Source data:
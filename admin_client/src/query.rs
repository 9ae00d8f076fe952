//! Client-side query cache.
//!
//! One entry per [`QueryKey`] holding the last page that was fetched
//! successfully, the parameters it was fetched with and the fetch status.
//! Reads are stale-while-revalidate. Fetch cancellation is cooperative:
//! every fetch takes a generation number and its result is dropped if the
//! entry moved on to a newer generation before it resolved.

use std::sync::Arc;

use dashmap::DashMap;
use tokio::task::JoinHandle;

use crate::error::ApiError;
use crate::services::ResourceApi;
use crate::toast::Toaster;
use crate::{PagedResult, QueryKey, Resource, Role, User};

#[derive(Debug, Clone, PartialEq)]
pub enum CachedPage {
    Users(PagedResult<User>),
    Roles(PagedResult<Role>),
}

/// Parameters of a list fetch.
#[derive(Debug, Clone, PartialEq, Eq, Hash)]
pub struct ListParams {
    pub search: String,
    pub page: u32,
}

impl Default for ListParams {
    fn default() -> Self {
        Self::new("", 1)
    }
}

impl ListParams {
    pub fn new(search: impl Into<String>, page: u32) -> Self {
        Self {
            search: search.into(),
            page,
        }
    }

    pub fn search_term(&self) -> Option<&str> {
        Some(self.search.as_str()).filter(|term| !term.is_empty())
    }
}

#[derive(Debug, Clone, Copy, PartialEq, Eq, Default)]
pub enum FetchStatus {
    #[default]
    Idle,
    Fetching,
    Settled,
    Error,
}

#[derive(Debug, Clone, Copy, PartialEq, Eq, Default)]
pub enum MutationPhase {
    #[default]
    None,
    /// An optimistic patch is installed and its snapshot is pinned.
    Mutating,
    Committed,
    RolledBack,
}

#[derive(Debug, Default)]
struct CacheEntry {
    data: Option<CachedPage>,
    data_params: Option<ListParams>,
    requested: Option<ListParams>,
    status: FetchStatus,
    error: Option<ApiError>,
    stale: bool,
    generation: u64,
    mutation: MutationPhase,
}

/// Point-in-time view of one cache entry, typed for its resource.
#[derive(Debug, Clone, PartialEq)]
pub struct QueryState<R> {
    pub data: Option<PagedResult<R>>,
    pub params: Option<ListParams>,
    pub status: FetchStatus,
    pub mutation: MutationPhase,
    pub error: Option<ApiError>,
    pub is_loading: bool,
    pub is_fetching: bool,
    pub is_error: bool,
    pub is_stale: bool,
}

impl<R> QueryState<R> {
    pub fn rows(&self) -> &[R] {
        self.data.as_ref().map(|page| page.data.as_slice()).unwrap_or(&[])
    }
}

/// Handle for one fetch started with [`QueryCache::begin_fetch`].
#[derive(Debug, Clone)]
pub struct FetchTicket {
    key: QueryKey,
    generation: u64,
    params: ListParams,
}

impl FetchTicket {
    pub fn params(&self) -> &ListParams {
        &self.params
    }
}

#[derive(Debug, Default)]
pub struct QueryCache {
    entries: DashMap<QueryKey, CacheEntry>,
}

impl QueryCache {
    pub fn new() -> Self {
        Self::default()
    }

    pub fn data<R: Resource>(&self) -> Option<PagedResult<R>> {
        self.entries
            .get(&R::KEY)
            .and_then(|entry| entry.data.as_ref().and_then(R::unwrap).cloned())
    }

    /// Replaces the cached page without touching fetch status.
    pub fn set_data<R: Resource>(&self, page: Option<PagedResult<R>>) {
        let mut entry = self.entries.entry(R::KEY).or_default();
        entry.data = page.map(R::wrap);
    }

    pub fn state<R: Resource>(&self) -> QueryState<R> {
        match self.entries.get(&R::KEY) {
            Some(entry) => {
                let data = entry.data.as_ref().and_then(R::unwrap).cloned();
                let is_fetching = entry.status == FetchStatus::Fetching;
                QueryState {
                    is_loading: is_fetching && data.is_none(),
                    data,
                    params: entry.data_params.clone(),
                    status: entry.status,
                    mutation: entry.mutation,
                    error: entry.error.clone(),
                    is_fetching,
                    is_error: entry.status == FetchStatus::Error,
                    is_stale: entry.stale,
                }
            }
            None => QueryState {
                data: None,
                params: None,
                status: FetchStatus::Idle,
                mutation: MutationPhase::None,
                error: None,
                is_loading: false,
                is_fetching: false,
                is_error: false,
                is_stale: false,
            },
        }
    }

    /// Marks the entry stale so the next read goes to the server.
    pub fn invalidate(&self, key: QueryKey) {
        if let Some(mut entry) = self.entries.get_mut(&key) {
            entry.stale = true;
        }
    }

    pub fn is_stale(&self, key: QueryKey) -> bool {
        self.entries.get(&key).map(|entry| entry.stale).unwrap_or(false)
    }

    /// Abandons the in-flight fetch for `key`, if any. Its result will be
    /// discarded when it arrives.
    pub fn cancel(&self, key: QueryKey) -> bool {
        let Some(mut entry) = self.entries.get_mut(&key) else {
            return false;
        };
        if entry.status != FetchStatus::Fetching {
            return false;
        }

        entry.generation += 1;
        entry.requested = None;
        entry.status = if entry.data.is_some() {
            FetchStatus::Settled
        } else {
            FetchStatus::Idle
        };
        tracing::debug!(%key, generation = entry.generation, "fetch cancelled");
        true
    }

    /// Whether a read with `params` has to hit the server.
    pub fn needs_fetch(&self, key: QueryKey, params: &ListParams) -> bool {
        let Some(entry) = self.entries.get(&key) else {
            return true;
        };
        if entry.status == FetchStatus::Fetching {
            return entry.requested.as_ref() != Some(params);
        }

        entry.data.is_none()
            || entry.stale
            || entry.status == FetchStatus::Error
            || entry.data_params.as_ref() != Some(params)
    }

    /// Starts a fetch. Any fetch already in flight for the key is superseded.
    pub fn begin_fetch(&self, key: QueryKey, params: ListParams) -> FetchTicket {
        let mut entry = self.entries.entry(key).or_default();
        entry.generation += 1;
        entry.status = FetchStatus::Fetching;
        entry.requested = Some(params.clone());

        FetchTicket {
            key,
            generation: entry.generation,
            params,
        }
    }

    /// Records a fetch result. Returns `false` when the fetch had been
    /// cancelled or superseded and the result was dropped.
    pub fn finish_fetch<R: Resource>(&self, ticket: &FetchTicket, result: Result<PagedResult<R>, ApiError>) -> bool {
        let mut entry = self.entries.entry(ticket.key).or_default();
        if entry.generation != ticket.generation {
            tracing::debug!(
                key = %ticket.key,
                ticket = ticket.generation,
                current = entry.generation,
                "discarding superseded fetch result"
            );
            return false;
        }

        entry.requested = None;
        match result {
            Ok(page) => {
                entry.data = Some(R::wrap(page));
                entry.data_params = Some(ticket.params.clone());
                entry.status = FetchStatus::Settled;
                entry.error = None;
                entry.stale = false;
            }
            Err(err) => {
                entry.status = FetchStatus::Error;
                entry.error = Some(err);
            }
        }
        true
    }

    pub(crate) fn set_mutation(&self, key: QueryKey, phase: MutationPhase) {
        let mut entry = self.entries.entry(key).or_default();
        entry.mutation = phase;
    }
}

/// Result of [`ListQuery::read`]: the cached state right now, plus the
/// background refresh when one was started.
#[derive(Debug)]
pub struct QueryRead<R> {
    pub state: QueryState<R>,
    pub refresh: Option<JoinHandle<QueryState<R>>>,
}

/// List query for one resource: the cache entry plus the service that fills it.
pub struct ListQuery<R: Resource> {
    cache: Arc<QueryCache>,
    api: Arc<dyn ResourceApi<R>>,
    toaster: Toaster,
}

impl<R: Resource> Clone for ListQuery<R> {
    fn clone(&self) -> Self {
        Self {
            cache: self.cache.clone(),
            api: self.api.clone(),
            toaster: self.toaster.clone(),
        }
    }
}

impl<R: Resource> ListQuery<R> {
    pub fn new(cache: Arc<QueryCache>, api: Arc<dyn ResourceApi<R>>, toaster: Toaster) -> Self {
        Self { cache, api, toaster }
    }

    pub fn cache(&self) -> &Arc<QueryCache> {
        &self.cache
    }

    pub fn state(&self) -> QueryState<R> {
        self.cache.state::<R>()
    }

    /// Serves whatever is cached and, if it is missing, stale or for other
    /// parameters, refreshes it in the background.
    pub fn read(&self, params: ListParams) -> QueryRead<R> {
        let refresh = if self.cache.needs_fetch(R::KEY, &params) {
            let ticket = self.cache.begin_fetch(R::KEY, params);
            let query = self.clone();
            Some(tokio::spawn(async move { query.run(ticket).await }))
        } else {
            None
        };

        QueryRead {
            state: self.state(),
            refresh,
        }
    }

    /// Fetches `params` now and returns the state once it settles.
    pub async fn refetch(&self, params: ListParams) -> QueryState<R> {
        let ticket = self.cache.begin_fetch(R::KEY, params);
        self.run(ticket).await
    }

    async fn run(&self, ticket: FetchTicket) -> QueryState<R> {
        let params = ticket.params();
        let result = self.api.list(params.search_term(), params.page).await;
        let failure = result.as_ref().err().map(|err| err.message.clone());

        let applied = self.cache.finish_fetch(&ticket, result);
        if let (true, Some(message)) = (applied, failure) {
            tracing::warn!(key = %R::KEY, error = %message, "list fetch failed");
            self.toaster
                .error(format!("Failed to load {}: {}", R::KEY, message))
                .await;
        }

        self.state()
    }
}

#### WHAT THE EXERCISE ASKS:
Count how many lines in the entries above hold the word "ApiError". Give that number by itself.

#### ANSWER SECTION:
4